During a ride this past weekend a rock (I’m guessing) got “pinched” from another riders tire and flew directly into TT. It put a dent about a 1/8” in the TT and took off all the clear coat and paint right down to the carbon. It’s 08 Orca that I bought in September 07. My question is do you think Orbea will replace this? The bike should not chip away like this. The paint warranty is one year. Do you think they will take care of me? What steps would you take?

FYI, I also bought a 08 Ordu in January.


----------



## kkowalsk (Sep 5, 2005)

Wouldn't hurt to try. Get your LBS on you side they will be your best advocate. Orbea customer service is great and I think you can guarantee they will be fair.


----------



## rcharrette (Mar 27, 2007)

I hate to be the bearer of bad new's but I'm pretty sure under the circumstances the best you can hope for is a great deal on a "crash replacement" frame. Bottom line is Orbea is a business and if they "hooked up" everyone who had a bit of bad luck (ie rock into bike, taken out by other rider) they would soon be out of business!
Not trying to be an A$$ just realistic.


----------



## FLbiker (May 21, 2005)

*Paint*

Try looking at this from a different point of view. If you are driving down the highway in your brand new car, whatever brand you drive, and a rock gets thrown from the tire of a dump truck and scratches the paint on the hood and cracks your windshield, will that manufacturer consider that a warranty issue?

I am not trying to be an a$$ either, but I think you are going to have a hard time convincing your LBS or Orbea that this issue should be covered under warranty.


----------



## olekz (Dec 17, 2007)

I’m delinquent in following this up, but wanted to close this out. In short Orbea, took care of this issue to my satisfaction without any hesitation. Jason at Orbea and Tim at my LBS were both GREAT. These two individuals always kept the customer in mind and resolved the issue. 

It is without question I would recommend Orbea to others not only because it’s a great product/bike, but it also has extremely good customer service.:thumbsup:


----------



## DBtheCyclist (Oct 4, 2004)

*What was "to my satisfaction" ?*



olekz said:


> I’m delinquent in following this up, but wanted to close this out. In short Orbea, took care of this issue to my satisfaction without any hesitation. Jason at Orbea and Tim at my LBS were both GREAT. These two individuals always kept the customer in mind and resolved the issue.
> 
> It is without question I would recommend Orbea to others not only because it’s a great product/bike, but it also has extremely good customer service.:thumbsup:


What did Orbea do for you on this ? My riding pal rides a 2008 Orbea, he might like to know.

Doug


----------



## olekz (Dec 17, 2007)

Orbea did what I had asked for, replaced my frame for the 09 and I paid the cost difference. Under the same circumstance I think Orbea would have replaced the 08 frame with an 08 for free, but I can't confirm this because I went another direction. 

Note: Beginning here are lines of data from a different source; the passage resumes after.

use std::time::Duration;
use thiserror::Error;

use crate::rtp::SessionId;

#[derive(Error, Debug)]
pub enum StreamError {
    #[error("Session {id} not found")]
    SessionNotFound { id: SessionId },

    #[error("Failed to spawn {program}: {source}")]
    PipelineSpawn {
        program: String,
        #[source]
        source: std::io::Error,
    },

    #[error("No pipeline process is running")]
    PipelineNotRunning,

    #[error("Snapshot capture timed out after {timeout:?}")]
    CaptureTimeout { timeout: Duration },

    #[error("Snapshot capture failed: {message}")]
    CaptureFailed { message: String },

    #[error("Unsupported {parameter}: {value}")]
    UnsupportedParameter { parameter: &'static str, value: String },

    #[error("{operation} is not implemented")]
    NotImplemented { operation: &'static str },

    #[error("Configuration error: {message}")]
    Config { message: String },

    #[error("Relay error: {message}")]
    Relay { message: String },

    #[error("IO error: {source}")]
    Io {
        #[from]
        source: std::io::Error,
    },

    #[error("JSON error: {source}")]
    Json {
        #[from]
        source: serde_json::Error,
    },

    #[error("TOML error: {source}")]
    Toml {
        #[from]
        source: toml::de::Error,
    },
}

impl StreamError {
    pub fn session_not_found(id: &SessionId) -> Self {
        Self::SessionNotFound { id: id.clone() }
    }

    pub fn pipeline_spawn(program: impl Into<String>, source: std::io::Error) -> Self {
        Self::PipelineSpawn { program: program.into(), source }
    }

    pub fn unsupported(parameter: &'static str, value: impl std::fmt::Debug) -> Self {
        Self::UnsupportedParameter { parameter, value: format!("{:?}", value) }
    }

    pub fn capture_failed(message: impl Into<String>) -> Self {
        Self::CaptureFailed { message: message.into() }
    }

    pub fn config(message: impl Into<String>) -> Self {
        Self::Config { message: message.into() }
    }

    pub fn relay(message: impl Into<String>) -> Self {
        Self::Relay { message: message.into() }
    }
}

pub type Result<T> = std::result::Result<T, StreamError>;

The bottom line... with a legitimate issue and you LBS support Orbea will stand by their products. Thanks Orbea! :thumbsup:


----------



## Ballena Asesina (Dec 28, 2005)

olekz said:


> Orbea did what I had asked for, replaced my frame for the 09 and I paid the cost difference. Under the same circumstance I think Orbea would have replaced the 08 frame with an 08 for free, but I can't confirm this because I went another direction.
> 
> The bottom line... with a legitimate issue and you LBS support Orbea will stand by their products. Thanks Orbea! :thumbsup:


Just out of curiosity, what was the cost for the 08 to 09 upgrade? I had a similar issue (again good customer service)...went from an 05 orca to an 07 orca...think I paid like $250 for the upgrade.


----------